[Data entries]
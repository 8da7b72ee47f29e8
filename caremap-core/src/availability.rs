//! Nearest-availability picker.
//!
//! Source records carry appointment availability in loosely shaped payloads:
//! a map of keys to timestamps, a list of timestamps, or nested objects with
//! an `available_at`/`time` field. This module flattens whatever arrives into
//! candidate instants and keeps the single soonest one that is still in the
//! future relative to an injected "now".

use chrono::{DateTime, TimeDelta, Utc};
use serde::{Deserialize, Serialize};
use serde_json::Value;
use tracing::debug;

/// The soonest upcoming slot observed for a facility.
///
/// `available_at` is the raw source string, verbatim, so downstream readers
/// see exactly what the source published.
#[derive(Debug, Clone, Serialize, Deserialize, PartialEq, Eq)]
pub struct NearestAvailability {
    pub facility_id: String,
    pub available_at: String,
    pub source: String,
    pub observed_at: DateTime<Utc>,
}

/// Pick the nearest future availability out of a heterogeneous payload.
///
/// Candidates must be ISO-8601 instants with an explicit UTC offset; anything
/// unparseable, offset-less, or in the past is dropped. Ties go to the first
/// candidate in payload order, so object insertion order is significant.
pub fn pick_nearest(
    facility_id: &str,
    payload: Option<&Value>,
    source: &str,
    now: DateTime<Utc>,
) -> Option<NearestAvailability> {
    let mut candidates: Vec<&str> = Vec::new();
    match payload {
        Some(Value::Object(map)) => {
            for value in map.values() {
                collect_candidate(value, &mut candidates);
            }
        }
        Some(Value::Array(items)) => {
            for item in items {
                collect_candidate(item, &mut candidates);
            }
        }
        _ => return None,
    }

    let mut min_value: Option<&str> = None;
    let mut min_delta: Option<TimeDelta> = None;

    for raw in candidates {
        if raw.is_empty() {
            continue;
        }
        let Ok(parsed) = DateTime::parse_from_rfc3339(raw) else {
            debug!(facility_id, candidate = raw, "discarding unparseable timestamp");
            continue;
        };
        let delta = parsed.signed_duration_since(now);
        if delta < TimeDelta::zero() {
            continue;
        }
        if min_delta.is_none_or(|current| delta < current) {
            min_delta = Some(delta);
            min_value = Some(raw);
        }
    }

    min_value.map(|raw| NearestAvailability {
        facility_id: facility_id.to_string(),
        available_at: raw.to_string(),
        source: source.to_string(),
        observed_at: now,
    })
}

/// Leaf decoder shared by both container shapes: a candidate is a bare
/// string, a timestamp-bearing object, or a list of strings. An object with
/// a non-string `available_at` is consumed without falling back to `time`.
fn collect_candidate<'a>(value: &'a Value, out: &mut Vec<&'a str>) {
    match value {
        Value::String(s) => out.push(s),
        Value::Object(map) => {
            if let Some(inner) = map.get("available_at") {
                if let Value::String(s) = inner {
                    out.push(s);
                }
            } else if let Some(inner) = map.get("time") {
                if let Value::String(s) = inner {
                    out.push(s);
                }
            }
        }
        Value::Array(items) => {
            for item in items {
                if let Value::String(s) = item {
                    out.push(s);
                }
            }
        }
        _ => {}
    }
}

#[cfg(test)]
mod tests {
    use super::*;
    use chrono::TimeZone;
    use serde_json::json;

    fn now() -> DateTime<Utc> {
        Utc.with_ymd_and_hms(2025, 1, 1, 0, 0, 0).unwrap()
    }

    fn pick(payload: Value) -> Option<NearestAvailability> {
        pick_nearest("fac-1", Some(&payload), "cortico", now())
    }

    #[test]
    fn empty_payload_yields_nothing() {
        assert!(pick_nearest("fac-1", None, "cortico", now()).is_none());
        assert!(pick(json!({})).is_none());
        assert!(pick(json!([])).is_none());
        assert!(pick(json!("2099-01-01T00:00:00Z")).is_none());
    }

    #[test]
    fn past_candidates_are_excluded() {
        let out = pick(json!({
            "a": "2099-01-01T00:00:00Z",
            "b": "2000-01-01T00:00:00Z",
        }))
        .unwrap();
        assert_eq!(out.available_at, "2099-01-01T00:00:00Z");
        assert_eq!(out.source, "cortico");
        assert_eq!(out.observed_at, now());
    }

    #[test]
    fn soonest_future_wins_regardless_of_order() {
        let near = "2025-01-02T00:00:00Z";
        let far = "2025-06-01T00:00:00Z";
        let a = pick(json!([far, near])).unwrap();
        let b = pick(json!([near, far])).unwrap();
        assert_eq!(a.available_at, near);
        assert_eq!(b.available_at, near);
    }

    #[test]
    fn tie_goes_to_first_iterated_candidate() {
        // Same instant spelled two ways; strict-less tracking keeps the first.
        let out = pick(json!([
            "2025-06-01T14:00:00+02:00",
            "2025-06-01T12:00:00Z",
        ]))
        .unwrap();
        assert_eq!(out.available_at, "2025-06-01T14:00:00+02:00");
    }

    #[test]
    fn object_values_may_be_nested() {
        let out = pick(json!({
            "walk-in": {"available_at": "2025-03-01T09:00:00Z"},
            "phone": {"time": "2025-02-01T09:00:00Z"},
            "extra": ["2025-04-01T09:00:00Z", 42],
        }))
        .unwrap();
        assert_eq!(out.available_at, "2025-02-01T09:00:00Z");
    }

    #[test]
    fn list_of_objects_is_supported() {
        let out = pick(json!([
            {"time": "2025-05-01T09:00:00Z"},
            {"available_at": "2025-02-01T09:00:00Z"},
            "not a timestamp",
        ]))
        .unwrap();
        assert_eq!(out.available_at, "2025-02-01T09:00:00Z");
    }

    #[test]
    fn non_string_available_at_does_not_fall_back_to_time() {
        let out = pick(json!([
            {"available_at": 12345, "time": "2025-02-01T09:00:00Z"},
        ]));
        assert!(out.is_none());
    }

    #[test]
    fn malformed_and_offsetless_timestamps_are_skipped() {
        let out = pick(json!([
            "next tuesday",
            "2025-02-30T09:00:00Z",
            "2025-02-01T09:00:00",
            "2025-02-01T09:00:00Z",
        ]))
        .unwrap();
        assert_eq!(out.available_at, "2025-02-01T09:00:00Z");
    }

    #[test]
    fn all_past_or_unparseable_yields_nothing() {
        assert!(pick(json!(["2000-01-01T00:00:00Z", "garbage"])).is_none());
    }

    #[test]
    fn now_itself_is_still_eligible() {
        let out = pick(json!(["2025-01-01T00:00:00Z"])).unwrap();
        assert_eq!(out.available_at, "2025-01-01T00:00:00Z");
    }
}
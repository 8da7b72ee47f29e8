//! Clinic/lab API source: typed records and transforms into the common
//! facility schema.
//!
//! The upstream API serves paginated JSON envelopes of clinic records. The
//! fetch/pagination loop lives elsewhere; this module owns everything from
//! "a page body string" down to normalized facility, channel, offering,
//! hours, and availability payloads.

use anyhow::{Context, Result};
use chrono::{DateTime, Utc};
use serde::Deserialize;
use serde_json::Value;
use tracing::warn;

use caremap_core::{HourInterval, NearestAvailability, normalize_hours, pick_nearest};

use crate::types::{BookingChannel, ChannelType, Facility, ServiceOffering};
use crate::util::{clean_phone, generate_slug};

/// Source tag stamped onto records derived from this API.
pub const SOURCE: &str = "cortico";

/// Fixed workflow-slug to service-slug table.
pub const WORKFLOW_SERVICES: &[(&str, &str)] = &[
    ("family-doctor", "family-medicine"),
    ("rapid-access-telehealth", "walk-in"),
    ("flu-shot", "flu-shot"),
    ("covid-vaccination", "flu-shot"),
    ("terminal", "walk-in"),
    ("walk-in", "walk-in"),
    ("urgent-care", "walk-in"),
    ("mental-health", "mental-health"),
    ("physiotherapy", "physiotherapy"),
    ("dental", "dental-cleaning"),
    ("vision", "eye-exam"),
    ("pharmacy", "prescription-refill"),
];

pub fn service_for_workflow(slug: &str) -> Option<&'static str> {
    WORKFLOW_SERVICES
        .iter()
        .find(|(workflow, _)| *workflow == slug)
        .map(|(_, service)| *service)
}

/// One page of the clinic listing endpoint.
#[derive(Debug, Deserialize)]
pub struct Page {
    #[serde(default)]
    pub results: Vec<Value>,
    #[serde(default)]
    pub next: Option<String>,
}

/// GeoJSON-style point; coordinates are `[longitude, latitude]` and either
/// may be null.
#[derive(Debug, Clone, Default, Deserialize)]
#[serde(default)]
pub struct GeoPoint {
    pub coordinates: Vec<Option<f64>>,
}

#[derive(Debug, Clone, Default, Deserialize)]
#[serde(default)]
pub struct Workflow {
    pub slug: String,
    pub display_name: String,
    pub workflow_type: String,
    pub has_clinic: bool,
    pub has_phone: bool,
    pub has_video: bool,
    pub has_home_visit: bool,
    pub allow_new_patients: bool,
    pub scope_description: String,
}

/// A raw clinic record as served by the API. Every field is optional
/// upstream, so everything defaults.
#[derive(Debug, Clone, Default, Deserialize)]
#[serde(default)]
pub struct ClinicRecord {
    pub clinic_name: String,
    pub clinic_slug: Option<String>,
    pub website: Option<String>,
    pub email: Option<String>,
    pub phone_number: Option<String>,
    pub booking_url: Option<String>,
    pub clinic_address: String,
    pub clinic_city: String,
    pub clinic_province: String,
    pub clinic_country: Option<String>,
    pub point: Option<GeoPoint>,
    pub accepts_new_patients: bool,
    pub is_bookable_online: bool,
    pub has_telehealth: bool,
    pub specialties: Vec<String>,
    pub workflows: Vec<Workflow>,
    pub operating_hours: Option<Value>,
    pub availability: Option<Value>,
}

/// Decode a fetched page body into the listing envelope.
pub fn parse_page(body: &str) -> Result<Page> {
    serde_json::from_str(body).context("decoding clinic listing page")
}

/// Decode one listing entry; records that don't fit the shape are skipped
/// with a warning rather than failing the page.
pub fn parse_record(value: &Value) -> Option<ClinicRecord> {
    match serde_json::from_value(value.clone()) {
        Ok(record) => Some(record),
        Err(err) => {
            warn!(%err, "skipping undecodable clinic record");
            None
        }
    }
}

/// Transform a clinic record into the common facility schema.
pub fn transform_facility(record: &ClinicRecord, now: DateTime<Utc>) -> Facility {
    let name = record.clinic_name.trim().to_string();
    let slug = record
        .clinic_slug
        .clone()
        .filter(|s| !s.is_empty())
        .unwrap_or_else(|| generate_slug(&name, "facility", now));

    let (longitude, latitude) = match &record.point {
        Some(point) => (
            point.coordinates.first().copied().flatten(),
            point.coordinates.get(1).copied().flatten(),
        ),
        None => (None, None),
    };

    Facility {
        name,
        slug,
        facility_type: "clinic".to_string(),
        website: record.website.clone(),
        email: record.email.clone(),
        phone: clean_phone(record.phone_number.as_deref()),
        address_line1: record.clinic_address.clone(),
        city: record.clinic_city.clone(),
        province: record.clinic_province.clone(),
        country: record
            .clinic_country
            .clone()
            .filter(|c| !c.is_empty())
            .unwrap_or_else(|| "Canada".to_string()),
        longitude,
        latitude,
        accepts_new_patients: record.accepts_new_patients,
        is_bookable_online: record.is_bookable_online,
        has_telehealth: record.has_telehealth,
        status: "active".to_string(),
    }
}

/// Booking channels: the online booking link and the phone line, when known.
pub fn transform_booking_channels(
    facility_id: &str,
    record: &ClinicRecord,
    now: DateTime<Utc>,
) -> Vec<BookingChannel> {
    let mut channels = Vec::new();

    if let Some(url) = record.booking_url.clone().filter(|u| !u.is_empty()) {
        channels.push(BookingChannel {
            facility_id: facility_id.to_string(),
            channel_type: ChannelType::Web,
            label: "Online Booking".to_string(),
            url: Some(url),
            phone: None,
            email: None,
            external_provider: Some(SOURCE.to_string()),
            is_active: true,
            last_checked_at: now,
        });
    }

    if record.phone_number.as_deref().is_some_and(|p| !p.is_empty()) {
        channels.push(BookingChannel {
            facility_id: facility_id.to_string(),
            channel_type: ChannelType::Phone,
            label: "Phone Booking".to_string(),
            url: None,
            phone: clean_phone(record.phone_number.as_deref()),
            email: None,
            external_provider: None,
            is_active: true,
            last_checked_at: now,
        });
    }

    channels
}

/// One service offering per workflow. The service slug comes from the fixed
/// workflow table, falling back to the workflow's display name for slugs the
/// table doesn't know; offerings with no resolvable slug are skipped.
pub fn transform_service_offerings(
    facility_id: &str,
    workflows: &[Workflow],
) -> Vec<ServiceOffering> {
    let mut offerings = Vec::new();

    for workflow in workflows {
        let service_slug = service_for_workflow(&workflow.slug)
            .map(str::to_string)
            .unwrap_or_else(|| workflow.display_name.clone());
        if service_slug.is_empty() {
            continue;
        }

        offerings.push(ServiceOffering {
            facility_id: facility_id.to_string(),
            service_slug,
            display_name: workflow.display_name.clone(),
            workflow_type: workflow.workflow_type.clone(),
            has_in_person: workflow.has_clinic,
            has_phone: workflow.has_phone,
            has_video: workflow.has_video,
            has_home_visit: workflow.has_home_visit,
            allow_new_patients: workflow.allow_new_patients,
            scope_description: workflow.scope_description.clone(),
        });
    }

    offerings
}

/// Operating hours, via the schedule text normalizer.
pub fn transform_operating_hours(facility_id: &str, record: &ClinicRecord) -> Vec<HourInterval> {
    normalize_hours(facility_id, record.operating_hours.as_ref())
}

/// Nearest future availability, tagged with this source.
pub fn transform_availability(
    facility_id: &str,
    record: &ClinicRecord,
    now: DateTime<Utc>,
) -> Option<NearestAvailability> {
    pick_nearest(facility_id, record.availability.as_ref(), SOURCE, now)
}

▸ **What you need to do**
Give again, exactly as written, every line from the first one above through the line that has "for raw in candidates" in it.

▸ **Solution to the problem**
repository 8da7b72ee47f29e8
filename caremap-core/src/availability.rs
//! Nearest-availability picker.
//!
//! Source records carry appointment availability in loosely shaped payloads:
//! a map of keys to timestamps, a list of timestamps, or nested objects with
//! an `available_at`/`time` field. This module flattens whatever arrives into
//! candidate instants and keeps the single soonest one that is still in the
//! future relative to an injected "now".

use chrono::{DateTime, TimeDelta, Utc};
use serde::{Deserialize, Serialize};
use serde_json::Value;
use tracing::debug;

/// The soonest upcoming slot observed for a facility.
///
/// `available_at` is the raw source string, verbatim, so downstream readers
/// see exactly what the source published.
#[derive(Debug, Clone, Serialize, Deserialize, PartialEq, Eq)]
pub struct NearestAvailability {
    pub facility_id: String,
    pub available_at: String,
    pub source: String,
    pub observed_at: DateTime<Utc>,
}

/// Pick the nearest future availability out of a heterogeneous payload.
///
/// Candidates must be ISO-8601 instants with an explicit UTC offset; anything
/// unparseable, offset-less, or in the past is dropped. Ties go to the first
/// candidate in payload order, so object insertion order is significant.
pub fn pick_nearest(
    facility_id: &str,
    payload: Option<&Value>,
    source: &str,
    now: DateTime<Utc>,
) -> Option<NearestAvailability> {
    let mut candidates: Vec<&str> = Vec::new();
    match payload {
        Some(Value::Object(map)) => {
            for value in map.values() {
                collect_candidate(value, &mut candidates);
            }
        }
        Some(Value::Array(items)) => {
            for item in items {
                collect_candidate(item, &mut candidates);
            }
        }
        _ => return None,
    }

    let mut min_value: Option<&str> = None;
    let mut min_delta: Option<TimeDelta> = None;

    for raw in candidates {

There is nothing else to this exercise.